One of the main challenges of putting on a fundraising event is the sheer effort and coordination that goes into the planning and execution. Nonprofits that are considering planning an event should start with a committee. This committee should be made up of internal personnel, as well as volunteers from your local community. Your organization needs to carefully plan who will run key aspects of the event. Assign small groups to be in charge of marketing, operations, logistics and other critical aspects of the experience.
Personnel are obviously an important piece, but so is budget. Make sure to set goals and objectives for your investment. To get a good sense of numbers, seek out organizations of comparable size that have hosted similar events and ask them. Corporate sponsorships are also critical to pulling off a successful event. They can obviously provide capital resources, but do not overlook the possibility of in-kind donations for crucial components of the operations - corporate volunteers or prizes to incentivize participation.
The benefits are somewhat obvious, but let’s just review for the uninitiated. The most evident benefit of event fundraising (and why frankly, so many organizations invest in them) is the huge potential to raise a lot of money during a set period of time. To get an idea of just how much is raised by the top organizations, we’ve put together this infographic of the top 10 single largest nonprofit fundraising events. These 10 events raised, in aggregate, over $138m in 2013!
Download this info graphic here: http://bit.ly/Top10FundraisingEvents
One of the other big benefits to organizing a fundraising event is brand awareness. This awareness is actually two-fold. First is the online reach. The participants who fundraise will be sharing your event and brand far and wide. Fundraisers will send out emails with your logo and messaging to thousands of friends, families and colleagues. To illustrate, let’s say the average individual has 100 contacts in their address book and about 300 friends on Facebook. Now, if you have 100 fundraisers that each sends out one email and one Facebook update, that’s over 35,000 people your nonprofit brand is exposed to (assuming 50 contacts overlap between email and Facebook).
The second type of brand awareness is at the local level. Organizing an event gives you much deeper roots in your community. Local volunteers and participants will interact with your staff and board in a way that you’d never be able to replicate sitting in the office or at a standard, programmed event. Operating an event is dynamic. The fluid nature of the logistics will force individuals to collaborate and work together in many different ways. Lastly, it can be a TON OF FUN!
There are a number of resources and conferences for nonprofit event fundraising. The Peer-to-Peer Professional Forum (formerly the RunWalkRide Conference) held their yearly conference last month. It is a State of the State for the event fundraising industry. Each year the P2P Forum compiles and publishes data and insights from previous years’ nonprofit events. This conference is a must for anyone who is running a fundraising event or looking to start one.

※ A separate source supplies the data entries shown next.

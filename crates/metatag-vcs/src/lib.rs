//! Versioned content store and remote hosting capabilities.
//!
//! The registry workflow only needs a narrow slice of a version-control
//! client: ancestry, tags, diffs, blob reads, fetch and push. This crate
//! expresses that slice as the [`ContentStore`] trait and implements it on
//! top of the `git` command-line tool.
//!
//! # Architecture
//!
//! - **[`ContentStore`]**: the capability interface consumed by the registry
//! - **[`GitRepo`]**: `git -C <dir>` backed implementation
//! - **[`Transaction`]**: scoped stage/commit with rollback on drop
//! - **[`HostingApi`]**: forking and identity lookup on the hosting provider

pub mod error;
pub mod git;
pub mod hosting;
pub mod store;
pub mod transaction;

// Re-exports for convenience.
pub use error::{Result, StoreError};
pub use git::GitRepo;
pub use hosting::{normalize_url, parse_github_url, Fork, GhCli, HostingApi, HostingError, RepoSlug, User};
pub use store::ContentStore;
pub use transaction::Transaction;
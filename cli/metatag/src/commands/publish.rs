//! Remote-facing commands: publish, submit.

use anyhow::Result;
use metatag_registry::{PullRequest, RegistryGraph, Workspace};
use metatag_vcs::GhCli;

use crate::commands::registry::short;
use crate::config::MetatagConfig;

/// Run `metatag publish [branch] [--pr-branch <name>]`.
pub fn publish(
    ws: &Workspace,
    config: &MetatagConfig,
    branch: &str,
    pr_branch: Option<&str>,
) -> Result<()> {
    let hosting = GhCli::with_program(config.hosting.tool.as_str());
    let report = metatag_registry::publish(ws, branch, pr_branch, &RegistryGraph, &hosting)
        .map_err(|e| anyhow::anyhow!("{e}"))?;

    for push in &report.pushes {
        if !push.forced.is_empty() {
            println!("Pushing {} tags (forced): {}", push.package, push.forced.join(", "));
        }
        if !push.unforced.is_empty() {
            println!("Pushing {} tags: {}", push.package, push.unforced.join(", "));
        }
    }
    print_pull_request(&report.pull_request);
    Ok(())
}

/// Run `metatag submit <package> [commit]`.
pub fn submit(
    ws: &Workspace,
    config: &MetatagConfig,
    package: &str,
    commit: Option<&str>,
) -> Result<()> {
    let hosting = GhCli::with_program(config.hosting.tool.as_str());
    let pr = metatag_registry::submit(ws, package, commit, &hosting)
        .map_err(|e| anyhow::anyhow!("{e}"))?;
    print_pull_request(&pr);
    Ok(())
}

fn print_pull_request(pr: &PullRequest) {
    println!(
        "Pushed {} to {} on {}'s fork of {}",
        short(&pr.commit),
        pr.branch,
        pr.user,
        pr.repository
    );
    println!("To create a pull request, open:");
    println!();
    println!("  {}", pr.compare_url);
    println!();
}
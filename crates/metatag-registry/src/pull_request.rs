//! Preparing pull requests: fork the upstream repository, push a branch to
//! the fork and report the comparison URL. The pull request itself is left
//! for the user to open.

use metatag_vcs::{ContentStore, HostingApi, RepoSlug};

use crate::error::{RegistryError, Result};
use crate::layout::Workspace;
use crate::metadata;

/// A branch pushed to a fork, ready to be opened as a pull request.
#[derive(Debug, Clone, PartialEq, Eq)]
pub struct PullRequest {
    pub repository: RepoSlug,
    pub user: String,
    pub branch: String,
    pub commit: String,
    pub fork_url: String,
    pub compare_url: String,
}

/// Branch name used when none is given.
pub fn default_branch(commit: &str) -> String {
    let short: String = commit.chars().take(8).collect();
    format!("pull-request/{short}")
}

/// Fork the repository at `url` and push `commit` to a branch on the fork.
///
/// `commit` defaults to `HEAD`, `url` to the URL of `remote`, and `branch`
/// to `pull-request/<first 8 hex digits>`.
pub fn open_pull_request<S: ContentStore + ?Sized>(
    repo: &S,
    hosting: &dyn HostingApi,
    remote: &str,
    commit: Option<&str>,
    url: Option<&str>,
    branch: Option<&str>,
) -> Result<PullRequest> {
    let reference = commit.unwrap_or("HEAD");
    let commit = repo
        .resolve_ref(reference)?
        .ok_or_else(|| RegistryError::UnknownCommit {
            reference: reference.to_string(),
            path: repo.work_dir().to_path_buf(),
        })?;

    let url = match url {
        Some(url) => url.to_string(),
        None => repo
            .config(&format!("remote.{remote}.url"))?
            .ok_or_else(|| RegistryError::NoURLConfigured {
                package: repo.work_dir().display().to_string(),
            })?,
    };
    let repository = hosting
        .parse_remote(&url)
        .ok_or_else(|| RegistryError::NotAGitHubRemote { url: url.clone() })?;

    let fork_failed = |source| RegistryError::RemoteForkFailed {
        repository: repository.to_string(),
        source,
    };
    let user = hosting.current_user().map_err(fork_failed)?;
    let fork = hosting.fork(&repository).map_err(fork_failed)?;

    let branch = branch
        .map(str::to_string)
        .unwrap_or_else(|| default_branch(&commit));
    repo.push(&fork.ssh_url, &[format!("{commit}:refs/heads/{branch}")], false)?;

    let compare_url = format!("{}/compare/{}", fork.html_url.trim_end_matches('/'), branch);
    Ok(PullRequest {
        repository,
        user: user.login,
        branch,
        commit,
        fork_url: fork.html_url,
        compare_url,
    })
}

/// Open a pull request from a package repository against its registered URL.
pub fn submit(
    ws: &Workspace,
    package: &str,
    commit: Option<&str>,
    hosting: &dyn HostingApi,
) -> Result<PullRequest> {
    let repo = ws.open_package(package)?;
    let url = metadata::read_url(ws.registry_dir(), package)?.ok_or_else(|| {
        RegistryError::NoURLConfigured {
            package: package.to_string(),
        }
    })?;
    open_pull_request(&repo, hosting, ws.package_remote(), commit, Some(&url), None)
}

Panels and breakout sessions include best practices on recruiting fundraisers, event sponsorship sales and analytics. They also have a pretty comprehensive resource section on their website.
Underestimating the challenges that event fundraising presents to an organization would be a mistake. However, if done correctly, the money, brand awareness and sheer enjoyment that a fundraising event can provide to staff, volunteers and participants can completely change the dynamics of a nonprofit for the better.